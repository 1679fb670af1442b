pub mod config;
pub mod engine;
pub mod error;
pub mod report;

// Re-export main types for easier access
pub use config::{Config, RunConfig, ExecutorConfig};
pub use engine::{
    aggregate,
    partition,
    sequential_total,
    Aggregation,
    Interval,
    IntervalSet,
    ParallelExecutor,
};
pub use error::{KempnerError, KempnerResult};
pub use report::RunReport;
mod interval;
pub mod kernel;
mod parallel;

pub use interval::{partition, Interval, IntervalSet};
pub use parallel::{aggregate, sequential_total, Aggregation, ParallelExecutor};
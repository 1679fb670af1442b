use std::path::PathBuf;
use std::time::Duration;
use thiserror::Error;

#[derive(Error, Debug)]
pub enum KempnerError {
    #[error("Invalid configuration: {0}")]
    InvalidConfiguration(String),

    #[error("Kernel failure on interval ({start}, {end}): {message}")]
    KernelFailure {
        start: u64,
        end: u64,
        message: String,
    },

    #[error("Aggregation cancelled before all intervals completed")]
    Cancelled,

    #[error("Timeout error: aggregation exceeded {timeout:?}")]
    Timeout {
        timeout: Duration,
    },

    #[error("Configuration error: {0}")]
    ConfigError(String),

    #[error("Serialization error: {0}")]
    SerializationError(String),

    #[error("File error: {path:?} - {message}")]
    FileError {
        path: PathBuf,
        message: String,
    },
}

impl KempnerError {
    /// Short name of the error kind, used by the CLI when aborting
    pub fn kind(&self) -> &'static str {
        match self {
            KempnerError::InvalidConfiguration(_) => "InvalidConfiguration",
            KempnerError::KernelFailure { .. } => "KernelFailure",
            KempnerError::Cancelled => "Cancelled",
            KempnerError::Timeout { .. } => "Timeout",
            KempnerError::ConfigError(_) => "ConfigError",
            KempnerError::SerializationError(_) => "SerializationError",
            KempnerError::FileError { .. } => "FileError",
        }
    }
}

pub type KempnerResult<T> = std::result::Result<T, KempnerError>;
// src/main.rs
use std::path::PathBuf;
use std::process::exit;
use std::time::Instant;
use anyhow::{Context, Result};
use clap::Parser;
use tracing::{info, error};
use tracing_subscriber::EnvFilter;

use kempner::{Config, KempnerError, ParallelExecutor, RunReport};

#[derive(Parser)]
#[command(name = "kempner")]
#[command(about = "Partial sums of the harmonic series without terms containing the digit 9")]
struct Args {
    #[arg(long, help = "Number of terms")]
    n: Option<u64>,

    #[arg(long, help = "Number of tasks")]
    ntasks: Option<u64>,

    #[arg(short, long, help = "Maximum concurrent workers (defaults to one per CPU)")]
    workers: Option<usize>,

    #[arg(long, help = "Abort after this many seconds")]
    timeout: Option<u64>,

    #[arg(long, short, help = "Path to a TOML configuration file")]
    config: Option<PathBuf>,

    #[arg(long, help = "Write a JSON run report to this path")]
    json: Option<PathBuf>,

    #[arg(long, help = "Print the effective configuration and exit")]
    print_config: bool,

    #[arg(long)]
    verbose: bool,
}

#[tokio::main]
async fn main() -> Result<()> {
    let args = Args::parse();

    let default_level = if args.verbose { "debug" } else { "info" };
    tracing_subscriber::fmt()
        .with_env_filter(EnvFilter::try_from_default_env().unwrap_or_else(|_| EnvFilter::new(default_level)))
        .with_writer(std::io::stderr)
        .init();

    if let Err(e) = run(args).await {
        let kind = e.downcast_ref::<KempnerError>().map(KempnerError::kind).unwrap_or("Error");
        error!("{}: {:#}", kind, e);
        exit(1);
    }

    Ok(())
}

async fn run(args: Args) -> Result<()> {
    let mut config = Config::load(args.config.as_deref())?;

    // Command-line flags take precedence over every other source
    if let Some(n) = args.n {
        config.run.n = n;
    }
    if let Some(ntasks) = args.ntasks {
        config.run.ntasks = ntasks;
    }
    if let Some(workers) = args.workers {
        config.executor.max_workers = Some(workers);
    }
    if let Some(timeout) = args.timeout {
        config.executor.timeout_seconds = Some(timeout);
    }

    if args.print_config {
        print!("{}", config.to_toml()?);
        return Ok(());
    }

    let intervals = config.run.partition()?;
    let executor = ParallelExecutor::from_config(&config.executor)?;

    let token = executor.cancellation_token();
    tokio::spawn(async move {
        if tokio::signal::ctrl_c().await.is_ok() {
            info!("Interrupted, cancelling remaining intervals");
            token.cancel();
        }
    });

    println!(
        "running with {} tasks on {} workers over {}",
        config.run.ntasks,
        executor.max_workers(),
        intervals
    );

    let start = Instant::now();
    let aggregation = executor.aggregate(intervals.clone()).await?;
    let elapsed = start.elapsed();

    let report = RunReport::new(config.run, executor.max_workers(), intervals, aggregation, elapsed);

    println!("Time in seconds: {}", report.rounded_seconds());
    println!("sum = {}", report.total);

    if let Some(path) = &args.json {
        report.save_json(path).await
            .with_context(|| format!("writing report to {}", path.display()))?;
    }

    Ok(())
}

★ ★ ★ ★ ★ ★ ★

*YOUR INSTRUCTIONS*. For the string "exit", return every line of the data where it appears.

*SOLUTION BELOW*.
use std::process::exit;
    #[arg(long, help = "Print the effective configuration and exit")]
        exit(1);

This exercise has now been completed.